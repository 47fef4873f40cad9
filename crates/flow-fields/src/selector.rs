//! Selector field state
//!
//! A [`SelectorField`] is owned by one node instance and holds the choices of
//! its last load together with the active selection.
//!
//! ```text
//!            load ok, empty                 load ok, data / pick
//!   NoData <----------------- * -----------------> HasSelection
//!      ^                                                |
//!      +------------------ load failed -----------------+
//! ```

use crate::choice::{Choice, ChoiceList, LabelMarker};
use crate::error::SelectionError;
use crate::field::FieldName;
use crate::registry::ChangeSink;
use crate::selection::{resolve_selection, Selection, Sentinel};

/// Coarse selector state
#[derive(Debug, Clone, Copy, PartialEq, Eq)]
pub enum SelectorState {
    /// Sentinel shown
    NoData,
    /// A real choice is selected
    HasSelection,
}

/// Choices and selection of a single selector field
#[derive(Debug, Clone)]
pub struct SelectorField<P> {
    field: FieldName,
    kind: String,
    markers: Vec<LabelMarker>,
    choices: ChoiceList<P>,
    selection: Selection,
}

impl<P> SelectorField<P> {
    /// Create an unloaded selector
    ///
    /// `kind` is the plural noun used in placeholder texts ("assets").
    #[must_use]
    pub fn new(field: impl Into<FieldName>, kind: impl Into<String>) -> Self {
        Self {
            field: field.into(),
            kind: kind.into(),
            markers: Vec::new(),
            choices: ChoiceList::new(),
            selection: Selection::Sentinel(Sentinel::Unloaded),
        }
    }

    /// Label markers stripped before matching a previous selection
    #[must_use]
    pub fn with_markers(mut self, markers: impl IntoIterator<Item = LabelMarker>) -> Self {
        self.markers = markers.into_iter().collect();
        self
    }

    /// Seed the previous selection from the value the host holds
    pub fn restore(&mut self, raw: &str) {
        self.selection = Selection::parse(raw, &self.kind);
    }

    /// Replace the choices after a successful load and re-resolve selection
    pub fn load_succeeded(&mut self, choices: ChoiceList<P>) -> &Selection {
        let labels = choices.labels();
        self.selection = resolve_selection(
            &labels,
            &self.selection,
            &self.markers,
            Sentinel::Empty(self.kind.clone()),
        );
        self.choices = choices;
        tracing::debug!(
            "{} loaded {} {}, selected '{}'",
            self.field,
            self.choices.len(),
            self.kind,
            self.selection.display_text()
        );
        &self.selection
    }

    /// Drop the choices after a failed load
    pub fn load_failed(&mut self) {
        self.choices = ChoiceList::new();
        self.selection = Selection::Sentinel(Sentinel::Failed(self.kind.clone()));
    }

    /// User picks a label
    ///
    /// # Errors
    /// Returns error if nothing is loaded or the label is not a current choice
    pub fn pick(&mut self, label: &str) -> Result<&Choice<P>, SelectionError> {
        if self.choices.is_empty() {
            return Err(SelectionError::NoChoices);
        }
        let choice = self
            .choices
            .find(label)
            .ok_or_else(|| SelectionError::UnknownLabel(label.to_string()))?;
        self.selection = Selection::Label(choice.label.clone());
        Ok(choice)
    }

    /// Currently selected choice (first with the selected label)
    #[must_use]
    pub fn selected(&self) -> Option<&Choice<P>> {
        self.selection
            .as_label()
            .and_then(|label| self.choices.find(label))
    }

    /// Current state
    #[must_use]
    pub fn state(&self) -> SelectorState {
        if self.selected().is_some() {
            SelectorState::HasSelection
        } else {
            SelectorState::NoData
        }
    }

    /// Host-facing text of the selection
    #[must_use]
    pub fn current_label(&self) -> String {
        self.selection.display_text()
    }

    /// Options to show; a lone sentinel when nothing is loaded
    #[must_use]
    pub fn options(&self) -> Vec<String> {
        if self.choices.is_empty() {
            vec![self.current_label()]
        } else {
            self.choices.labels()
        }
    }

    /// Active selection
    #[inline]
    #[must_use]
    pub fn selection(&self) -> &Selection {
        &self.selection
    }

    /// Loaded choices
    #[inline]
    #[must_use]
    pub fn choices(&self) -> &ChoiceList<P> {
        &self.choices
    }

    /// Selector field name
    #[inline]
    #[must_use]
    pub fn field(&self) -> &FieldName {
        &self.field
    }

    /// Plural noun of the listed records
    #[inline]
    #[must_use]
    pub fn kind(&self) -> &str {
        &self.kind
    }

    /// Push the current selection to the sink
    pub fn publish<S: ChangeSink + ?Sized>(&self, sink: &mut S) {
        sink.field_changed(&self.field, &self.current_label());
    }
}
#[test]
fn info_refresh_exposes_attributes_and_fixed_outputs() {
    let source = StaticSource::new(vec![asset(12, "hero", "Character")]);
    let node = EntityInfoNode::new(config());
    let mut registry = info_registry();
    let mut sink = RecordingSink::new();

    let outcome = node
        .refresh(&InfoRequest::new(EntityType::Asset, 12), &source, &mut registry, &mut sink)
        .unwrap();

    assert_eq!(outcome.entity_type, EntityType::Asset);
    assert_eq!(
        outcome.report.created.len(),
        4,
        "code, sg_asset_type, sg_status_list, description"
    );
    assert_eq!(registry.value("code"), Some("hero"));
    assert_eq!(registry.value("entity_name"), Some("hero"));
    assert_eq!(registry.value("entity_id_output"), Some("12"));
    assert_eq!(
        registry.value("entity_url"),
        Some("https://studio.example.com/detail/Asset/12")
    );
    assert_eq!(
        registry.field("code").unwrap().tooltip,
        "Entity attribute: code"
    );

    let data: Value = serde_json::from_str(registry.value("entity_data").unwrap()).unwrap();
    assert_eq!(data["code"], json!("hero"));
    assert_eq!(data["attributes"]["sg_asset_type"], json!("Character"));
}

#[test]
fn info_refresh_follows_changing_record_shape() {
    let source = StaticSource::new(vec![asset(12, "hero", "Character")]);
    let node = EntityInfoNode::new(config());
    let mut registry = info_registry();
    let mut sink = RecordingSink::new();
    let request = InfoRequest::new(EntityType::Asset, 12);

    node.refresh(&request, &source, &mut registry, &mut sink).unwrap();
    registry.connect("description");

    source.replace(vec![Record::new(
        "Asset",
        12,
        AttributeMap::new()
            .with("code", "hero_v2")
            .with("sg_version_number", 3),
    )]);
    let report = node
        .refresh(&request, &source, &mut registry, &mut sink)
        .unwrap()
        .report;

    assert_eq!(report.updated, names(&["code"]));
    assert_eq!(report.created, names(&["sg_version_number"]));
    assert_eq!(report.deleted, names(&["sg_asset_type", "sg_status_list"]));
    assert_eq!(report.preserved, names(&["description"]));
    assert!(registry.has("description"));
    assert_eq!(registry.value("sg_version_number"), Some("3"));
    assert_eq!(sink.last("code"), Some("hero_v2"));
}

#[test]
fn info_refresh_is_idempotent() {
    let source = StaticSource::new(vec![asset(12, "hero", "Character")]);
    let node = EntityInfoNode::new(config());
    let mut registry = info_registry();
    let request = InfoRequest::new(EntityType::Asset, 12);

    node.refresh(&request, &source, &mut registry, &mut RecordingSink::new())
        .unwrap();
    let second = node
        .refresh(&request, &source, &mut registry, &mut RecordingSink::new())
        .unwrap();

    assert_eq!(second.report.mutation_count(), 0);
    assert_eq!(second.report.unchanged.len(), 4);
}

#[test]
fn info_refresh_leaves_fields_alone_when_listing_fails() {
    let source = StaticSource::new(vec![asset(12, "hero", "Character")]);
    let node = EntityInfoNode::new(config());
    let mut registry = info_registry();
    registry.fail_listing();
    let mut sink = RecordingSink::new();

    let err = node
        .refresh(&InfoRequest::new(EntityType::Asset, 12), &source, &mut registry, &mut sink)
        .unwrap_err();

    assert!(matches!(err, NodeError::Reconcile(ReconcileError::ListFields(_))));
    assert_eq!(registry.calls.mutations(), 0);
    assert!(sink.events.is_empty());
}

#[test]
fn info_refresh_detects_unknown_type() {
    let source = StaticSource::new(vec![task(40, "Model", 12)]);
    let node = EntityInfoNode::new(config());
    let mut registry = info_registry();
    let mut sink = RecordingSink::new();

    let outcome = node
        .refresh(&InfoRequest::detect(40), &source, &mut registry, &mut sink)
        .unwrap();

    assert_eq!(outcome.entity_type, EntityType::Task);
    assert_eq!(registry.value("entity_type"), Some("Task"));
    assert_eq!(sink.names().first(), Some(&"entity_type"));
}

#[test]
fn info_refresh_requires_an_id() {
    let source = StaticSource::new(Vec::new());
    let node = EntityInfoNode::new(config());
    let request = InfoRequest {
        target: EntitySelector::Known(EntityType::Shot),
        ..InfoRequest::default()
    };

    let err = node
        .refresh(&request, &source, &mut info_registry(), &mut RecordingSink::new())
        .unwrap_err();
    assert!(matches!(err, NodeError::MissingEntityId));
}

#[test]
fn edit_load_exposes_empty_inputs_with_placeholders() {
    let source = StaticSource::new(vec![asset(12, "hero", "Character")]);
    let node = EntityEditNode::new(config());
    let mut registry = edit_registry();
    let mut sink = RecordingSink::new();

    node.load(EntitySelector::Known(EntityType::Asset), Some(12), &source, &mut registry, &mut sink)
        .unwrap();

    let code = registry.field("code").unwrap();
    assert_eq!(code.direction, FieldDirection::Input);
    assert_eq!(code.value, None);
    assert_eq!(code.placeholder.as_deref(), Some("hero"));
    assert!(!registry.has("id"));
    assert_eq!(
        registry.value("entity_url"),
        Some("https://studio.example.com/detail/Asset/12")
    );
    assert!(node.pending_update(&registry).is_none());
}

#[test]
fn edit_submit_sends_only_typed_values() {
    let source = StaticSource::new(vec![asset(12, "hero", "Character")]);
    let node = EntityEditNode::new(config());
    let mut registry = edit_registry();
    let mut sink = RecordingSink::new();

    node.load(EntitySelector::Known(EntityType::Asset), Some(12), &source, &mut registry, &mut sink)
        .unwrap();
    registry.type_into("sg_status_list", "fin");

    let updated = node
        .submit(EntityType::Asset, 12, &source, &mut registry, &mut sink)
        .unwrap()
        .unwrap();

    let updates = source.updates.borrow();
    assert_eq!(updates.len(), 1);
    assert_eq!(updates[0].2.names().into_iter().collect::<Vec<_>>(), vec!["sg_status_list"]);
    assert_eq!(updated.text("sg_status_list"), Some("fin"));

    assert_eq!(registry.value("sg_status_list"), Some(""));
    assert_eq!(registry.placeholder("sg_status_list"), Some("fin"));
    let published: Value = serde_json::from_str(sink.last("updated_entity").unwrap()).unwrap();
    assert_eq!(published["attributes"]["sg_status_list"], json!("fin"));
}

#[test]
fn edit_submit_without_input_skips_the_source() {
    let source = StaticSource::new(vec![asset(12, "hero", "Character")]);
    let node = EntityEditNode::new(config());
    let mut registry = edit_registry();
    let mut sink = RecordingSink::new();

    node.load(EntitySelector::Known(EntityType::Asset), Some(12), &source, &mut registry, &mut sink)
        .unwrap();

    let result = node
        .submit(EntityType::Asset, 12, &source, &mut registry, &mut sink)
        .unwrap();
    assert!(result.is_none());
    assert!(source.updates.borrow().is_empty());
}
//! JSON:API resource decoding
//!
//! Records arrive as resource objects:
//!
//! ```json
//! {"id": 12, "type": "Asset",
//!  "attributes": {"code": "hero"},
//!  "relationships": {"project": {"data": {"type": "Project", "id": 1, "name": "Demo"}}}}
//! ```
//!
//! wrapped in a `{"data": ...}` envelope holding one object or an array.

use crate::entity::EntityType;
use crate::error::RecordError;
use flow_fields::AttributeMap;
use serde::{Deserialize, Serialize};
use serde_json::{json, Map, Value};

/// One entity record
#[derive(Debug, Clone, PartialEq, Serialize, Deserialize)]
pub struct Record {
    pub id: i64,
    #[serde(rename = "type")]
    pub entity_type: String,
    #[serde(default)]
    pub attributes: AttributeMap,
    #[serde(default)]
    pub relationships: Map<String, Value>,
}

impl Record {
    /// Create record without relationships
    #[must_use]
    pub fn new(entity_type: impl Into<String>, id: i64, attributes: AttributeMap) -> Self {
        Self {
            id,
            entity_type: entity_type.into(),
            attributes,
            relationships: Map::new(),
        }
    }

    /// Attach a to-one relationship
    #[must_use]
    pub fn with_link(mut self, name: &str, entity_type: &str, id: i64, label: Option<&str>) -> Self {
        let mut data = json!({"type": entity_type, "id": id});
        if let (Some(label), Some(object)) = (label, data.as_object_mut()) {
            object.insert("name".into(), Value::from(label));
        }
        self.relationships
            .insert(name.to_string(), json!({ "data": data }));
        self
    }

    /// Attach a to-many relationship of named links
    #[must_use]
    pub fn with_links(mut self, name: &str, links: &[(&str, i64, &str)]) -> Self {
        let data: Vec<Value> = links
            .iter()
            .map(|(entity_type, id, label)| json!({"type": entity_type, "id": id, "name": label}))
            .collect();
        self.relationships
            .insert(name.to_string(), json!({ "data": data }));
        self
    }

    /// Decode one resource object
    ///
    /// # Errors
    /// Returns error if `id` or `type` is missing or malformed
    pub fn from_resource(value: &Value) -> Result<Self, RecordError> {
        let object = value.as_object().ok_or(RecordError::Envelope {
            expected: "a resource object",
        })?;

        let id = parse_id(object.get("id").ok_or(RecordError::MissingMember("id"))?)?;
        let entity_type = object
            .get("type")
            .and_then(Value::as_str)
            .ok_or(RecordError::MissingMember("type"))?
            .to_string();

        let attributes = object
            .get("attributes")
            .and_then(Value::as_object)
            .map(AttributeMap::from_json_object)
            .unwrap_or_default();
        let relationships = object
            .get("relationships")
            .and_then(Value::as_object)
            .cloned()
            .unwrap_or_default();

        Ok(Self {
            id,
            entity_type,
            attributes,
            relationships,
        })
    }

    /// Known entity type, if the type name is in the catalog
    #[must_use]
    pub fn kind(&self) -> Option<EntityType> {
        self.entity_type.parse().ok()
    }

    /// Non-empty string attribute
    #[inline]
    #[must_use]
    pub fn text(&self, attribute: &str) -> Option<&str> {
        self.attributes.text(attribute)
    }

    /// `name`, else `code`, else `"{Type} {id}"`
    #[must_use]
    pub fn display_name(&self) -> String {
        self.text("name")
            .or_else(|| self.text("code"))
            .map_or_else(|| format!("{} {}", self.entity_type, self.id), ToString::to_string)
    }

    /// `data` member of a relationship
    #[must_use]
    pub fn relationship(&self, name: &str) -> Option<&Value> {
        self.relationships
            .get(name)
            .and_then(|r| r.get("data"))
            .filter(|d| !d.is_null())
    }

    /// Id of a to-one relationship
    #[must_use]
    pub fn relationship_id(&self, name: &str) -> Option<i64> {
        self.relationship(name)
            .and_then(|d| d.get("id"))
            .and_then(|id| parse_id(id).ok())
    }

    /// Display name of a to-one relationship
    #[must_use]
    pub fn relationship_name(&self, name: &str) -> Option<&str> {
        self.relationship(name)
            .and_then(|d| d.get("name"))
            .and_then(Value::as_str)
            .filter(|n| !n.is_empty())
    }

    /// Display names of a to-many relationship, in order
    #[must_use]
    pub fn relationship_names(&self, name: &str) -> Vec<&str> {
        self.relationship(name)
            .and_then(Value::as_array)
            .map(|links| {
                links
                    .iter()
                    .filter_map(|l| l.get("name").and_then(Value::as_str))
                    .collect()
            })
            .unwrap_or_default()
    }

    /// Re-encode as a resource object
    #[must_use]
    pub fn to_json(&self) -> Value {
        json!({
            "id": self.id,
            "type": self.entity_type,
            "attributes": self.attributes.to_json(),
            "relationships": Value::Object(self.relationships.clone()),
        })
    }
}

fn parse_id(value: &Value) -> Result<i64, RecordError> {
    match value {
        Value::Number(n) => n.as_i64(),
        Value::String(s) => s.trim().parse().ok(),
        _ => None,
    }
    .ok_or_else(|| RecordError::InvalidId(value.to_string()))
}

/// Decode a collection response (`{"data": [...]}`)
///
/// A missing or null `data` member is an empty collection.
///
/// # Errors
/// Returns error if the body is not JSON or an item is malformed
pub fn parse_collection(body: &str) -> Result<Vec<Record>, RecordError> {
    let document: Value = serde_json::from_str(body)?;
    parse_collection_value(&document)
}

/// Decode an already-parsed collection response
///
/// # Errors
/// Returns error if `data` is not an array or an item is malformed
pub fn parse_collection_value(document: &Value) -> Result<Vec<Record>, RecordError> {
    match document.get("data") {
        None | Some(Value::Null) => Ok(Vec::new()),
        Some(Value::Array(items)) => items.iter().map(Record::from_resource).collect(),
        Some(_) => Err(RecordError::Envelope {
            expected: "an array",
        }),
    }
}

/// Decode a single-resource response (`{"data": {...}}`)
///
/// # Errors
/// Returns error if the body is not JSON, `data` is absent, or the
/// resource is malformed
pub fn parse_single(body: &str) -> Result<Record, RecordError> {
    let document: Value = serde_json::from_str(body)?;
    match document.get("data") {
        Some(data @ Value::Object(_)) => Record::from_resource(data),
        _ => Err(RecordError::Envelope {
            expected: "a resource object",
        }),
    }
}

+ + +

EXERCISE GOAL >>
Only lines with the string "LabelMarker" are wanted; please find each one in the listing and copy it.

YOUR RESPONSE >>
use crate::choice::{Choice, ChoiceList, LabelMarker};
    markers: Vec<LabelMarker>,
    pub fn with_markers(mut self, markers: impl IntoIterator<Item = LabelMarker>) -> Self {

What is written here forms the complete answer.